Seoul, Tokyo set for ‘Comfort Women’ Talks

Seoul’s foreign ministry announced that South Korea and Japan are to hold talks today on Tokyo's sexual enslavement of Korean women during World War II; one of the thorniest issues for Japanese- South Korean relations.

Lee Sang-Deok, Seoul's chief delegate to the talks, plans to meet with his Japanese counterpart, Junichi Ihara, later today in Tokyo in their sixth round of talks to discuss the issue of "comfort women," according to the foreign ministry.

In April, the two historical rivals launched the talks on the sex slavery, but no major progress has been made as Japan has been reluctant to sincerely apologize for the issue.
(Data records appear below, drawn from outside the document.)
//! Digital zoom through the camera input crop.

use picam_mmal::{ComponentId, Graph, Parameter, ParameterId, PortRef, Rect};
use picam_types::Roi;
use tracing::{debug, instrument};

use crate::error::HalContext;
use crate::CameraResult;

/// Full frame in 16.16 fixed point.
const FRAME: u32 = 65536;

/// Tightest crop, 15% of the frame.
pub const ZOOM_FULL: u32 = 9830;

/// Crop change per zoom step, a tenth of the frame.
pub const ZOOM_STEP: u32 = FRAME / 10;

#[derive(Debug, Clone, Copy, PartialEq, Eq)]
pub enum ZoomCommand {
    In,
    Out,
    Reset,
}

/// Next crop for a zoom step. The result is always centred.
pub fn zoom_crop(current: Rect, command: ZoomCommand) -> Rect {
    let (width, height) = match command {
        ZoomCommand::In if current.width <= ZOOM_FULL + ZOOM_STEP => (ZOOM_FULL, ZOOM_FULL),
        ZoomCommand::In => (current.width - ZOOM_STEP, current.height.saturating_sub(ZOOM_STEP)),
        ZoomCommand::Out if current.width <= FRAME - ZOOM_STEP => {
            (current.width + ZOOM_STEP, (current.height + ZOOM_STEP).min(FRAME))
        }
        ZoomCommand::Out | ZoomCommand::Reset => (FRAME, FRAME),
    };
    Rect::new(
        ((FRAME - width) / 2) as i32,
        ((FRAME - height) / 2) as i32,
        width,
        height,
    )
}

fn crop_to_roi(crop: Rect) -> Roi {
    let unit = |v: f64| v / f64::from(FRAME);
    Roi {
        x: unit(f64::from(crop.x)),
        y: unit(f64::from(crop.y)),
        w: unit(f64::from(crop.width)),
        h: unit(f64::from(crop.height)),
    }
}

/// Apply one zoom step to a running camera and update `roi` to match.
#[instrument(name = "zoom", skip(graph, roi))]
pub fn zoom(graph: &Graph, camera: ComponentId, command: ZoomCommand, roi: &mut Roi) -> CameraResult<Rect> {
    let control = PortRef::control(camera);
    let current = match graph
        .get_parameter(control, ParameterId::InputCrop)
        .stage("Unable to read input crop")?
    {
        Parameter::InputCrop(rect) => rect,
        _ => Rect::new(0, 0, FRAME, FRAME),
    };

    let crop = zoom_crop(current, command);
    graph
        .set_parameter(control, &Parameter::InputCrop(crop))
        .stage("Unable to set input crop")?;
    *roi = crop_to_roi(crop);
    debug!(x = roi.x, y = roi.y, w = roi.w, h = roi.h, "Zoom applied");
    Ok(crop)
}

#[cfg(test)]
mod tests {
    use super::*;
    use picam_mmal::sim::{SimConfig, SimulatedHardware};
    use picam_mmal::{ComponentKind, Host};
    use std::sync::Arc;

    fn full() -> Rect {
        Rect::new(0, 0, FRAME, FRAME)
    }

    #[test]
    fn test_zoom_in_steps_and_centres() {
        let crop = zoom_crop(full(), ZoomCommand::In);
        assert_eq!(crop.width, FRAME - ZOOM_STEP);
        assert_eq!(crop.x, (ZOOM_STEP / 2) as i32);
        assert_eq!(crop.x, crop.y);
    }

    #[test]
    fn test_zoom_in_stops_at_limit() {
        let mut crop = full();
        for _ in 0..20 {
            crop = zoom_crop(crop, ZoomCommand::In);
        }
        assert_eq!((crop.width, crop.height), (ZOOM_FULL, ZOOM_FULL));
        assert_eq!(crop.x, ((FRAME - ZOOM_FULL) / 2) as i32);
    }

    #[test]
    fn test_zoom_out_and_reset() {
        assert_eq!(zoom_crop(full(), ZoomCommand::Out), full());
        let zoomed = zoom_crop(zoom_crop(full(), ZoomCommand::In), ZoomCommand::In);
        assert_eq!(zoom_crop(zoomed, ZoomCommand::Out).width, FRAME - ZOOM_STEP);
        assert_eq!(zoom_crop(zoomed, ZoomCommand::Reset), full());
    }

    #[test]
    fn test_zoom_updates_camera_and_roi() {
        let sim = Arc::new(SimulatedHardware::new(SimConfig::default()));
        let host = Host::new(sim.clone());
        host.bring_up().unwrap();
        let mut graph = host.graph().unwrap();
        let camera = graph.create_component(ComponentKind::Camera).unwrap();

        let mut roi = Roi::FULL;
        let crop = zoom(&graph, camera, ZoomCommand::In, &mut roi).unwrap();
        assert_eq!(
            sim.parameter(PortRef::control(camera), ParameterId::InputCrop),
            Some(Parameter::InputCrop(crop))
        );
        assert!((roi.w - 0.9).abs() < 1e-3);
        assert!((roi.x - 0.05).abs() < 1e-3);

        zoom(&graph, camera, ZoomCommand::Reset, &mut roi).unwrap();
        assert_eq!(roi, Roi::FULL);
    }
}
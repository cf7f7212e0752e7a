//! Session counters.

use std::sync::atomic::{AtomicU64, Ordering};
use std::time::Instant;

use parking_lot::RwLock;
use picam_types::SessionMetrics;

/// Collects counters shared between the control thread and the dispatch
/// workers.
#[derive(Default)]
pub struct MetricsCollector {
    start_time: RwLock<Option<Instant>>,
    frames_delivered: AtomicU64,
    bytes_delivered: AtomicU64,
    skipped_buffers: AtomicU64,
    resubmit_failures: AtomicU64,
    stills_captured: AtomicU64,
    segments_rotated: AtomicU64,
    capture_toggles: AtomicU64,
}

impl MetricsCollector {
    pub fn new() -> Self {
        Self::default()
    }

    /// Start the uptime clock.
    pub fn start(&self) {
        *self.start_time.write() = Some(Instant::now());
    }

    /// Stop the uptime clock.
    pub fn stop(&self) {
        *self.start_time.write() = None;
    }

    /// Record a frame handed to the consumer.
    pub fn record_frame(&self, bytes: usize) {
        self.frames_delivered.fetch_add(1, Ordering::Relaxed);
        self.bytes_delivered.fetch_add(bytes as u64, Ordering::Relaxed);
    }

    /// Record a completed still image.
    pub fn record_still(&self, bytes: usize) {
        self.stills_captured.fetch_add(1, Ordering::Relaxed);
        self.record_frame(bytes);
    }

    /// Record a buffer dropped for a missing or repeated timestamp.
    pub fn record_skip(&self) {
        self.skipped_buffers.fetch_add(1, Ordering::Relaxed);
    }

    /// Record a buffer that could not be handed back to its port.
    pub fn record_resubmit_failure(&self) {
        self.resubmit_failures.fetch_add(1, Ordering::Relaxed);
    }

    pub fn record_segment(&self) {
        self.segments_rotated.fetch_add(1, Ordering::Relaxed);
    }

    pub fn record_toggle(&self) {
        self.capture_toggles.fetch_add(1, Ordering::Relaxed);
    }

    pub fn resubmit_failures(&self) -> u64 {
        self.resubmit_failures.load(Ordering::Relaxed)
    }

    /// Get current metrics snapshot.
    pub fn snapshot(&self) -> SessionMetrics {
        let uptime_seconds = self
            .start_time
            .read()
            .map(|s| s.elapsed().as_secs())
            .unwrap_or(0);

        SessionMetrics {
            frames_delivered: self.frames_delivered.load(Ordering::Relaxed),
            bytes_delivered: self.bytes_delivered.load(Ordering::Relaxed),
            skipped_buffers: self.skipped_buffers.load(Ordering::Relaxed),
            resubmit_failures: self.resubmit_failures.load(Ordering::Relaxed),
            stills_captured: self.stills_captured.load(Ordering::Relaxed),
            segments_rotated: self.segments_rotated.load(Ordering::Relaxed),
            capture_toggles: self.capture_toggles.load(Ordering::Relaxed),
            uptime_seconds,
        }
    }
}

#[cfg(test)]
mod tests {
    use super::*;

    #[test]
    fn test_snapshot_counts() {
        let metrics = MetricsCollector::new();
        metrics.start();
        metrics.record_frame(100);
        metrics.record_still(50);
        metrics.record_skip();
        metrics.record_toggle();

        let snapshot = metrics.snapshot();
        assert_eq!(snapshot.frames_delivered, 2);
        assert_eq!(snapshot.bytes_delivered, 150);
        assert_eq!(snapshot.stills_captured, 1);
        assert_eq!(snapshot.skipped_buffers, 1);
        assert_eq!(snapshot.capture_toggles, 1);
        assert_eq!(metrics.resubmit_failures(), 0);
    }
}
The meeting comes as the two countries are seeking to improve their strained ties as this year marks the 50th anniversary of the normalization of their bilateral relations. 2015 also marks the 70th anniversary of Seoul's liberation from Tokyo's colonial rule in 1945.

South Korea’s anger towards Japan on this unresolved issue of Japan’s refusal to atone for its historical wrongdoings is visible in South Korean President Park Geun-Hye’s refusal to hold a summit with Japanese Prime Minister Shinzo Abe since she took office in early 2013. In her new year press conference last week, Park repeatedly urged Japan to face up to history, warning that the issue could be a "big burden" on Japan unless it is quickly resolved.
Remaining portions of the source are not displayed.